A tear ran down her face. She struggled to keep talking. “Clinical trials have shown that paclitaxel reduces melanoma tumors. There have been promising results, especially with ovarian cancer. But the doctors don’t even have enough paclitaxel to continue these studies. And they don’t have enough paclitaxel to give to my mother.”
I wanted to wipe away Ashe’s tear. I wanted to comfort her. But I guess I wanted answers more.
“Does your mother blame him?”
“No. But he thinks she does. She pressed him on the yews, and the paclitaxel. It made him angry. He couldn’t lash out at a sick woman, though, so he blamed the messenger. He blamed me.”
“That’s why he hates you?”
She nodded. “He’s a control freak. My mother always toed his line before, and now, in the end, she’s become her own woman. She’s questioning things. He doesn’t like that.”
“What’s she questioning?”
“Everything. Tin gods can’t stand losing their true believers. He can’t tell her to have faith in him and everything will be all right.”
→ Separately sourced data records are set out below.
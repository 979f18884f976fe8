use std::env;
use std::net::{IpAddr, Ipv4Addr, SocketAddr};
use std::sync::Arc;

use chrono::Utc;
use local_ip_address::local_ip;
use token_art::generator::AmbientContext;
use token_art::token::Token;
use tokio::net::TcpListener;
use uuid::Uuid;

use crate::viewer_db::ViewerDb;

mod viewer_db;

#[tokio::main]
async fn main() {
    let port = 1313;
    let my_local_ip = local_ip().unwrap();

    let seed: u64 = env::args()
        .nth(1)
        .map(|arg| arg.parse().expect("seed must be an integer"))
        .unwrap_or(0);

    // Ambient context is read once, at mint time.
    let ctx = AmbientContext {
        timestamp: Utc::now().timestamp(),
        minter_id: Uuid::new_v4().as_u128(),
    };
    let token = Token::mint(0, seed, ctx).unwrap();
    let token = Arc::new(token);

    let token_id = token.token_id().to_string();
    let seed_str = seed.to_string();
    let properties = [("token_id", token_id.as_str()), ("seed", seed_str.as_str())];
    let _mdns = discoverable_service::register_mdns(my_local_ip, port, "token-art", &properties);

    let addr = &SocketAddr::new(IpAddr::from(Ipv4Addr::UNSPECIFIED), port);
    let listener = TcpListener::bind(addr).await.unwrap();

    println!("Token server started at ip: {my_local_ip}:{port}, token 0 minted with seed {seed}");

    let mut viewer_db = ViewerDb::new();

    loop {
        let (socket, addr) = listener.accept().await.unwrap();
        viewer_db.new_viewer(socket, addr, token.clone());
    }
}
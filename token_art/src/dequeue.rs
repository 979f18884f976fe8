use std::io::Cursor;

use byteorder::{LittleEndian, ReadBytesExt};

/// Returns the payload bounds of the first complete frame in the buffer,
/// or None while the length prefix or payload is still partial.
pub fn dequeue_msg(input_buffer: &[u8]) -> Option<(usize, usize)> {
    if input_buffer.len() < 4 {
        return None;
    }

    let mut rdr = Cursor::new(&input_buffer);

    let msg_ln = rdr.read_u32::<LittleEndian>().unwrap() as usize;

    let end = msg_ln + 4;

    if input_buffer.len() < end {
        return None;
    }

    Some((4, end))
}
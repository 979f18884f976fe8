use std::io::stdin;
use std::thread;

use tokio::sync::mpsc::{self, Receiver};

pub fn console_input_thread() -> Receiver<String> {
    let (sender, receiver) = mpsc::channel(100);
    thread::spawn(move || {
        pollster::block_on(console_input_loop(sender))
    });
    receiver
}

pub async fn console_input_loop(sender: mpsc::Sender<String>) {
    loop {
        let mut input = String::new();
        let len = stdin().read_line(&mut input).unwrap();
        if len == 0 {
            // stdin closed
            break;
        }
        sender.send(input).await.unwrap();
    }
}
use sha2::{Digest, Sha256};

use crate::shape::{
    Shape, BASE_SHAPE_COUNT, CHANNEL_BOUND, EXTENT_BOUND, POS_BOUND, SHAPE_COUNT_SPREAD,
};

/// Environment values the generator mixes into every draw. Production
/// wiring reads the clock and the minter identity at mint time; tests pass
/// fixed stand-ins.
#[derive(Debug, Clone, Copy)]
pub struct AmbientContext {
    pub timestamp: i64,
    pub minter_id: u128,
}

/// Hash-and-reduce generator. Each draw hashes (timestamp, minter id,
/// counter) with SHA-256 and reduces the digest modulo the bound; the
/// counter starts at the caller's seed and advances once per draw, so no two
/// draws of one generation share a hash input.
pub struct ShapeGenerator {
    ctx: AmbientContext,
    counter: u64,
}

impl ShapeGenerator {
    pub fn new(seed: u64, ctx: AmbientContext) -> ShapeGenerator {
        ShapeGenerator { ctx, counter: seed }
    }

    fn draw(&mut self, upper_bound: u32) -> u32 {
        debug_assert!(upper_bound > 0);

        let mut hasher = Sha256::new();
        hasher.update(self.ctx.timestamp.to_le_bytes());
        hasher.update(self.ctx.minter_id.to_le_bytes());
        hasher.update(self.counter.to_le_bytes());
        let digest = hasher.finalize();
        self.counter = self.counter.wrapping_add(1);

        let value = u128::from_le_bytes(digest[..16].try_into().unwrap());
        (value % upper_bound as u128) as u32
    }

    /// Draws the shape count, then the seven fields of every shape in the
    /// fixed order x, y, width, height, r, g, b. Collection order is draw
    /// order. Consumes the generator: a generation cannot be rerun.
    pub fn generate(mut self) -> Vec<Shape> {
        let count = BASE_SHAPE_COUNT + self.draw(SHAPE_COUNT_SPREAD);

        let mut shapes = Vec::with_capacity(count as usize);
        for _ in 0..count {
            let x = self.draw(POS_BOUND);
            let y = self.draw(POS_BOUND);
            let width = self.draw(EXTENT_BOUND);
            let height = self.draw(EXTENT_BOUND);
            let r = self.draw(CHANNEL_BOUND);
            let g = self.draw(CHANNEL_BOUND);
            let b = self.draw(CHANNEL_BOUND);
            shapes.push(Shape { x, y, width, height, r, g, b });
        }
        shapes
    }
}

#[cfg(test)]
mod tests {
    use super::*;

    fn fixed_ctx() -> AmbientContext {
        AmbientContext {
            timestamp: 1_700_000_000,
            minter_id: 0xdead_beef_cafe,
        }
    }

    #[test]
    fn count_and_fields_stay_in_bounds() {
        for seed in 0..50 {
            let shapes = ShapeGenerator::new(seed, fixed_ctx()).generate();
            assert!(shapes.len() >= BASE_SHAPE_COUNT as usize);
            assert!(shapes.len() < (BASE_SHAPE_COUNT + SHAPE_COUNT_SPREAD) as usize);
            for shape in &shapes {
                assert!(shape.in_bounds(), "out of bounds: {shape:?}");
            }
        }
    }

    #[test]
    fn same_seed_and_context_reproduce() {
        let a = ShapeGenerator::new(7, fixed_ctx()).generate();
        let b = ShapeGenerator::new(7, fixed_ctx()).generate();
        assert_eq!(a, b);
    }

    #[test]
    fn different_minter_changes_the_collection() {
        let a = ShapeGenerator::new(7, fixed_ctx()).generate();
        let mut ctx = fixed_ctx();
        ctx.minter_id += 1;
        let b = ShapeGenerator::new(7, ctx).generate();
        assert_ne!(a, b);
    }

    #[test]
    fn different_timestamp_changes_the_collection() {
        let a = ShapeGenerator::new(7, fixed_ctx()).generate();
        let mut ctx = fixed_ctx();
        ctx.timestamp += 1;
        let b = ShapeGenerator::new(7, ctx).generate();
        assert_ne!(a, b);
    }

    #[test]
    fn different_seed_changes_the_collection() {
        let a = ShapeGenerator::new(0, fixed_ctx()).generate();
        let b = ShapeGenerator::new(1, fixed_ctx()).generate();
        assert_ne!(a, b);
    }
}
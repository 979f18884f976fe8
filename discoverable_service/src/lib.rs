use std::net::IpAddr;

use mdns_sd::{ServiceDaemon, ServiceInfo};

/// Registers `_<instance_name>._tcp.local.` with the given TXT properties.
/// Dropping the returned daemon unregisters the service.
pub fn register_mdns(
    ip: IpAddr,
    port: u16,
    instance_name: &str,
    properties: &[(&str, &str)],
) -> ServiceDaemon {
    let mdns = ServiceDaemon::new().expect("Failed to create daemon");

    let service_type = format!("_{instance_name}._tcp.local.");
    let host_name = format!("{ip}.local.");

    let my_service = ServiceInfo::new(
        &service_type,
        instance_name,
        &host_name,
        ip,
        port,
        properties,
    ).unwrap();

    mdns.register(my_service).expect("Failed to register our service");
    mdns
}
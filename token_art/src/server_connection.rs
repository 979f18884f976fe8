use tokio::{
    io::{AsyncReadExt, AsyncWriteExt},
    net::TcpStream,
};

use crate::{dequeue::dequeue_msg, discover::find_token_server};

/// Spawns the connection process: discovers the token server over mDNS,
/// connects, forwards packed frames from main to the socket and complete
/// dequeued frames from the socket to main. Reconnects on socket errors.
pub fn spawn_server_connection_process(
    server_to_main: tokio::sync::mpsc::Sender<Vec<u8>>,
) -> tokio::sync::mpsc::Sender<Vec<u8>> {
    let (main_to_server, mut server_from_main) = tokio::sync::mpsc::channel::<Vec<u8>>(100);
    tokio::spawn(async move {
        loop {
            let addr = find_token_server().unwrap();
            println!("found token server at address: {addr}");

            let mut static_buffer = [0; 1024];
            let mut input_buffer = Vec::new();

            let mut stream = TcpStream::connect(addr).await.unwrap();

            'connected: loop {
                tokio::select! {
                    result = stream.read(&mut static_buffer) => {
                        let len = match result {
                            Ok(len) => len,
                            Err(e) => {
                                println!("error while reading from socket: {e}, restarting connection");
                                break 'connected;
                            }
                        };
                        if len == 0 {
                            println!("token server died");
                            break;
                        }
                        input_buffer.extend(&static_buffer[..len]);

                        while let Some((begin, end)) = dequeue_msg(&input_buffer) {
                            let bytes = input_buffer[begin..end].to_vec();
                            server_to_main.send(bytes).await.unwrap();
                            input_buffer.drain(..end);
                        }
                    }
                    result = server_from_main.recv() => {
                        let msg = match result {
                            Some(msg) => msg,
                            None => {
                                println!("main channel closed, stopping connection process");
                                break;
                            }
                        };

                        match stream.write_all(&msg).await {
                            Ok(_) => {},
                            Err(err) => {
                                println!("error while writing to stream: {err}, restarting connection");
                                break 'connected;
                            },
                        }
                    }
                }
            }
        }
    });
    main_to_server
}
use std::net::SocketAddr;
use std::sync::Arc;

use token_art::{
    server_viewer_msg::ServerViewerMsg, token::Token, viewer_server_msg::ViewerServerMsg,
};
use tokio::{
    io::{AsyncReadExt, AsyncWriteExt},
    net::TcpStream,
};

pub struct ViewerDb {
    pub session_id_counter: u32,
}

impl ViewerDb {
    pub fn new() -> ViewerDb {
        ViewerDb {
            session_id_counter: 0,
        }
    }

    pub fn new_viewer(&mut self, socket: TcpStream, addr: SocketAddr, token: Arc<Token>) {
        let session_id = self.session_id_counter;
        spawn_viewer_process(socket, token, session_id, addr);
        self.session_id_counter += 1;
        println!("accepted viewer: {session_id} {addr}");
    }
}

pub fn spawn_viewer_process(
    mut socket: TcpStream,
    token: Arc<Token>,
    session_id: u32,
    addr: SocketAddr,
) {
    tokio::spawn(async move {
        let mut static_buffer = [0; 1024];
        let mut input_buffer = Vec::new();

        {
            let mut output_buffer = Vec::new();
            let msg = ServerViewerMsg::AssignSessionId(session_id);
            msg.pack(&mut output_buffer);
            match socket.write_all(&output_buffer).await {
                Ok(_) => {}
                Err(e) => {
                    println!("disconnecting because of error while writing to viewer: {e}");
                    return;
                }
            }
        }

        loop {
            let len = match socket.read(&mut static_buffer).await {
                Ok(len) => len,
                Err(e) => {
                    println!("error while reading from socket: {e}");
                    break;
                }
            };
            if len == 0 {
                println!("viewer died: {session_id} {addr}");
                break;
            }
            input_buffer.extend(&static_buffer[..len]);

            let mut output_buffer: Vec<u8> = Vec::new();
            let keep_alive = drain_msgs(&mut input_buffer, &token, &mut output_buffer);

            if !output_buffer.is_empty() {
                match socket.write_all(&output_buffer).await {
                    Ok(_) => {}
                    Err(e) => {
                        println!("disconnecting because of error while writing to socket: {e}");
                        break;
                    }
                }
            }

            if !keep_alive {
                println!("viewer disconnected: {session_id} {addr}");
                break;
            }
        }
    });
}

/// Decodes every complete frame in the buffer and packs the replies.
/// Returns false when the session must end: an explicit disconnect, or an
/// undecodable frame, which drops the connection rather than leaving the
/// frame wedged at the head of the buffer.
pub fn drain_msgs(
    input_buffer: &mut Vec<u8>,
    token: &Token,
    output_buffer: &mut Vec<u8>,
) -> bool {
    while let Some((cursor, msg)) = ViewerServerMsg::dequeue_and_decode(input_buffer) {
        let msg = match msg {
            Ok(msg) => msg,
            Err(e) => {
                println!("error while decoding msg: {e}");
                return false;
            }
        };

        match msg {
            ViewerServerMsg::Disconnect => return false,
            ViewerServerMsg::RequestTokenArt(_requested_id) => {
                // One collection per instance: every query is answered with
                // the minted token's art.
                let msg = ServerViewerMsg::TokenArt {
                    token_id: token.token_id(),
                    svg: token.art(),
                };
                msg.pack(output_buffer);
            }
        }

        input_buffer.drain(..cursor);
    }
    true
}
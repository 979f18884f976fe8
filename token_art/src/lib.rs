pub mod dequeue;
pub mod discover;
pub mod generator;
pub mod server_connection;
pub mod server_viewer_msg;
pub mod shape;
pub mod svg;
pub mod token;
pub mod viewer_server_msg;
It was all very neat. It explained why daughter and stepfather couldn’t stand each other. But I didn’t think it explained enough.
“I’m late,” said Ashe. “I’m supposed to be in Sacramento this afternoon.”
We both
got up from our chairs at the same time, touched by accident, and felt the electricity spark up once more between us. Again, she stepped back, either afraid of me or afraid of herself.
“When you think of flailing limbs,” I asked, “do you only think of trees?”
23
ASHE DIDN’T ANSWER the question. She drove one way, and I drove the other. I had the feeling she wouldn’t have approved of where I was going.
A computer search provided me with Harold Dozier’s home address. The residence was listed in his name. There was no entry showing the home was owned by Harold and Anne Dozier. There was just Harold’s name. I wonder about married men who list their names alone, and I wonder about the women who let them.
The Dozier residence was a five-minute drive from Lofield’s Trans-Miss plant. The house was set well back from the street, in the middle of several acres. Most Lofield residences used indigenous trees and plants in their landscaping: redwoods, and oaks, and madrones, and scrub. Dozier, or his gardener, preferred the imports: Japanese maples, pink dogwoods, cider gum eucalyptus, and shrubbery dominated by lilacs and gardenias.
I walked up the long path and rang the doorbell. Anne Dozier surprised me by opening the door herself. I saw hints of Ashe in her, but only hints. It’s difficult finding resemblances between the very sick and the very healthy. Mrs. Dozier had a consumptive thinness and a pallid complexion. Her funereal appearance contrasted with her dress, a pastel floral pattern. Mind and body were clearly not yet in accord.
I identified myself, said I had been hired to look into the death of Christopher Shepard, and offered her my business card. For a few seconds the card and my hand hung in the air. But Mrs. Dozier wasn’t interested in the card. She stared at me, finally nodded, and motioned for me to enter.
“You’re in luck, Mr. Winter. I actually dressed and got out of bed today, and told Marian to go shopping. She’s my nurse. If she had been home, I wouldn’t have answered the door. Marian would never have let you see me. Our timing was right. I consider that an omen. I’m considering lots of things omens these days.”